I wonder how many counterfeit parts and parts made from ripped off patents were being sold there.. I also wonder if they saw any of Chip's Metamaterials and Fractal Antennas there? American Corporations are fools for taking their factories there and letting the Chinese rip off their IP. Next up - India. That will be the next country ripping U.S. off. The rich capitalists will do anything for the next Billion... Most of them would sell their mother into slavery, if it meant another Billion for themselves, and then complain about the income taxes. Back in the day it was truth, justice, and the American way... Now it's just lie, cheat, and steal. Dan KI4AX
Yep they are amazing. I was in Shenzhen about 10 years ago on business and visited a couple of these markets, though I’m positive they are much larger and more numerous now. There is also a similar market in Singapore which dwarfs anything in the US but still nothing like in China. Business in China is extremely dynamic and entrepreneurial and there are hordes of very small companies providing all kinds of services and parts at wholesale and retail. We tend to hear about the large state owned enterprises and the large foreign managed factories but that’s only a part of it. The brand name electronic items made in big fabs or big name factories like Foxconn are available but many of them are seconds that don’t meet all the primary customer’s specs or maybe even pilfered off the line, or even counterfeit. It’s possible though that some are legitimate “firsts” and allowed by contract at low quantities as a way of stimulating Chinese industry and entrepreneurs, though I’m just speculating on this. Whereas we put so much emphasis on things like sports, celebrities and consumption, they are busy trying to make a business successful or learn about technology. That’s how these big technology markets stay in business while here there isn’t enough demand for Radio Shack.
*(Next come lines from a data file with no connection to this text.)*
//! # Database Error Types
//!
//! ## Error Flow
//! ```text
//! ┌─────────────────────────────────────────────────────────────────────────┐
//! │  SQLite Error (sqlx::Error)                                            │
//! │       │                                                                 │
//! │       ▼                                                                 │
//! │  DbError (this module) ← Adds context and categorization               │
//! │       │                                                                 │
//! │       ▼                                                                 │
//! │  ResilienceError (meridian-sync) ← Decides retry / log / surface       │
//! └─────────────────────────────────────────────────────────────────────────┘
//! ```

use thiserror::Error;

/// Database operation errors.
#[derive(Debug, Error)]
pub enum DbError {
    /// Entity not found in database.
    #[error("{entity} not found: {id}")]
    NotFound { entity: String, id: String },

    /// Unique constraint violation.
    ///
    /// ## When This Occurs
    /// - A second active terminal with the same hardware fingerprint
    /// - A second active authoritative terminal
    #[error("Duplicate {field}: '{value}' already exists")]
    UniqueViolation { field: String, value: String },

    /// Database connection failed.
    ///
    /// ## When This Occurs
    /// - Database file can't be created
    /// - Shared data path not mounted
    /// - Disk full
    #[error("Connection failed: {0}")]
    ConnectionFailed(String),

    #[error("Migration failed: {0}")]
    MigrationFailed(String),

    /// Query execution failed, including CHECK and trigger aborts.
    #[error("Query failed: {0}")]
    QueryFailed(String),

    /// A stored row could not be decoded into its domain type.
    #[error("Corrupt {entity} row {id}: {reason}")]
    Corrupt {
        entity: String,
        id: String,
        reason: String,
    },

    /// Pool exhausted (all connections in use).
    #[error("Connection pool exhausted")]
    PoolExhausted,

    #[error("Internal database error: {0}")]
    Internal(String),
}

impl DbError {
    pub fn not_found(entity: impl Into<String>, id: impl Into<String>) -> Self {
        DbError::NotFound {
            entity: entity.into(),
            id: id.into(),
        }
    }

    pub fn corrupt(entity: impl Into<String>, id: impl ToString, reason: impl ToString) -> Self {
        DbError::Corrupt {
            entity: entity.into(),
            id: id.to_string(),
            reason: reason.to_string(),
        }
    }

    /// Whether retrying the same operation later could succeed.
    pub fn is_transient(&self) -> bool {
        matches!(
            self,
            DbError::ConnectionFailed(_) | DbError::PoolExhausted | DbError::Internal(_)
        )
    }
}

/// Convert sqlx errors to DbError.
///
/// ## Error Mapping
/// ```text
/// sqlx::Error::RowNotFound    → DbError::NotFound
/// sqlx::Error::Database       → UNIQUE → UniqueViolation, else QueryFailed
/// sqlx::Error::PoolTimedOut   → DbError::PoolExhausted
/// sqlx::Error::Io             → DbError::ConnectionFailed
/// Other                       → DbError::Internal
/// ```
impl From<sqlx::Error> for DbError {
    fn from(err: sqlx::Error) -> Self {
        match err {
            sqlx::Error::RowNotFound => DbError::not_found("Record", "unknown"),

            sqlx::Error::Database(db_err) => {
                let msg = db_err.message();

                // "UNIQUE constraint failed: <table>.<column>"
                if let Some(field) = msg.split("UNIQUE constraint failed: ").nth(1) {
                    DbError::UniqueViolation {
                        field: field.to_string(),
                        value: "unknown".to_string(),
                    }
                } else {
                    DbError::QueryFailed(msg.to_string())
                }
            }

            sqlx::Error::PoolTimedOut => DbError::PoolExhausted,

            sqlx::Error::PoolClosed => DbError::ConnectionFailed("Pool is closed".to_string()),

            sqlx::Error::Io(io) => DbError::ConnectionFailed(io.to_string()),

            _ => DbError::Internal(err.to_string()),
        }
    }
}

impl From<sqlx::migrate::MigrateError> for DbError {
    fn from(err: sqlx::migrate::MigrateError) -> Self {
        DbError::MigrationFailed(err.to_string())
    }
}

/// Result type for database operations.
pub type DbResult<T> = Result<T, DbError>;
re: "The brand name electronic items made in big fabs or big name factories like Foxconn are available but many of them are seconds that don’t meet all the primary customer’s specs" Example - the "Class E" products (watches, calculators in the day) that TI sold to their own employees ...
N0TZU, Chinese students routinely build AM transistor radios as part of their schooling. The kits are available on Ebay for a few bucks. In the 60s American kids did the same, Sputnik put the fear of Lenin into the guys at the top of the govt, with the result that millions of teens built kit radios from suppliers like Graymark as part of mandatory electronics classes in high schools. That culminated in the hacker clubs of 1970s Silicon Valley, where young guys voluntarily came together to outdo each other pushing the envelope of computing, which at the time was dominated by IBM mainframes that took up entire rooms. Jobs and Wozniak were members of one such club, and then decided to sell completed motherboards at a chain of Valley electronics supply stores called Byte Shop. Without all that, this laptop on my desk would not exist, and therefore the internet would not either, except maybe as a research lab somewhere on the Stanford campus. But now? Everybody worries whether Kim Kardashian-who has absolutely zero skills unless you count spending her trust fund-is too fat or too thin, or how Meghan Markle gets along with the Queen. Young women get handed jobs by their rich folks, then spend most of their time in office social games or reading sex advice in Cosmo. Young men spend all their time playing video games or snorting dope.
There is some truth in that, though the “space race” with the USSR was a unique time. Now perhaps we’ve just reverted to a more normal cultural situation. Also don’t forget that the software, AI, and many other technical advancements of recent years have been made by generations that were never exposed to the Cold War times.
For the past 100 years or so in this country, kids (for the most part) had better job opportunities than their parents. Had the opportunity to make more, and live a better life. Not so much for this generation. Before you beat up the "kids today", you might want to look at the opportunities you had growing up. I got out of college and landed myself a good job in a growing industry - and it wasn't all that hard. My kids are 24 & 25, and have it harder than I did, and they are lucky to have the jobs they do.